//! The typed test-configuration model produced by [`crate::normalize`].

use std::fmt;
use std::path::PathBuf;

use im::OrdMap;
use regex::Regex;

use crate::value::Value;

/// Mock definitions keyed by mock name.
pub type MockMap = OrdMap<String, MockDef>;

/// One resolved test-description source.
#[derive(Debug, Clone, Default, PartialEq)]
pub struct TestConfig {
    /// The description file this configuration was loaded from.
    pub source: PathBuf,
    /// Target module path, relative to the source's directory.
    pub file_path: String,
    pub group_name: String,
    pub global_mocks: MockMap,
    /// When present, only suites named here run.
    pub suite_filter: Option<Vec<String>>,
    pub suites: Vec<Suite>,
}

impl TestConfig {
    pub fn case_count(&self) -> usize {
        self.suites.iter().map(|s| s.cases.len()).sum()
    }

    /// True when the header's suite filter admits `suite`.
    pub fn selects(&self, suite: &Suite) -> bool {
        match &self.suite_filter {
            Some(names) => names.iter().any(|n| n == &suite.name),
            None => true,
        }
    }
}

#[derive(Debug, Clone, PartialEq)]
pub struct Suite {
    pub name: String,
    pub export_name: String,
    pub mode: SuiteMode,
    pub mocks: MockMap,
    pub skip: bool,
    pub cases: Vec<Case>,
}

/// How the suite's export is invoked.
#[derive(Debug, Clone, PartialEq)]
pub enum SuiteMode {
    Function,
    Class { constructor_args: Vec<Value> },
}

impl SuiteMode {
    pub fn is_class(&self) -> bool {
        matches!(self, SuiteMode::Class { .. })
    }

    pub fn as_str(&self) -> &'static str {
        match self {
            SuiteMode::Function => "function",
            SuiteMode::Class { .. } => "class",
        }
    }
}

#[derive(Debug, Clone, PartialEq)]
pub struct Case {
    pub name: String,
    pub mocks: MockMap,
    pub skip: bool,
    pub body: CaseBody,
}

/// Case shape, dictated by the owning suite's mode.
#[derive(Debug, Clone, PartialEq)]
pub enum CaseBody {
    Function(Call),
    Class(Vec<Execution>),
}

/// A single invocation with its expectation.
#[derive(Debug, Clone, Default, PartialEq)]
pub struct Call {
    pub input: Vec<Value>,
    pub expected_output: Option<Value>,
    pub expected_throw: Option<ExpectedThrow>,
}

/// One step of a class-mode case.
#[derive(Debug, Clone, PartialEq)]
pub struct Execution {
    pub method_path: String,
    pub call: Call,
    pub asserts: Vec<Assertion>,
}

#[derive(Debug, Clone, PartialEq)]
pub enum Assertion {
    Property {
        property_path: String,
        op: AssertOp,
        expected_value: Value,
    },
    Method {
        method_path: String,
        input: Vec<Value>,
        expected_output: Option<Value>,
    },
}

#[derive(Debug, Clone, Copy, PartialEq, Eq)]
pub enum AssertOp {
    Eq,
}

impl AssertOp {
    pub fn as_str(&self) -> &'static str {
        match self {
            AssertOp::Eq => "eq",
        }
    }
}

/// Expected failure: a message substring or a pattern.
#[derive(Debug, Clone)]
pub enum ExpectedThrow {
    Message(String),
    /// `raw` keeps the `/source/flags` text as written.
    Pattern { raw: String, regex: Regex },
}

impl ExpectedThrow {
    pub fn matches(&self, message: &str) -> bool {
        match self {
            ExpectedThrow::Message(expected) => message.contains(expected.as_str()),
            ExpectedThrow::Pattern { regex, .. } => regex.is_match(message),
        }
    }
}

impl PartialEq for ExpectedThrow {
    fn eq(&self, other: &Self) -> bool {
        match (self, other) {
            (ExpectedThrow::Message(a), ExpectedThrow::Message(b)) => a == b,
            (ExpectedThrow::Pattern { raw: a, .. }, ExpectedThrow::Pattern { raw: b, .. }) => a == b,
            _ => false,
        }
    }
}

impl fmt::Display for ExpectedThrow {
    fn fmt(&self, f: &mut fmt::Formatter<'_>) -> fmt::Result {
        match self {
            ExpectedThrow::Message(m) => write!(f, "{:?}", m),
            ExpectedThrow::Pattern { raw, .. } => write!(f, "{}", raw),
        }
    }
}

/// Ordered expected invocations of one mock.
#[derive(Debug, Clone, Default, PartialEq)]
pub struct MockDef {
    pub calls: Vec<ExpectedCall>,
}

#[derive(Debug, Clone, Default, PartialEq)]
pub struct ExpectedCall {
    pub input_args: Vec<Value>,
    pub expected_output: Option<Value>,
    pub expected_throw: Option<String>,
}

----------------------------------------

Check the listing above for "write". Show every line where it turns up.

            ExpectedThrow::Message(m) => write!(f, "{:?}", m),
            ExpectedThrow::Pattern { raw, .. } => write!(f, "{}", raw),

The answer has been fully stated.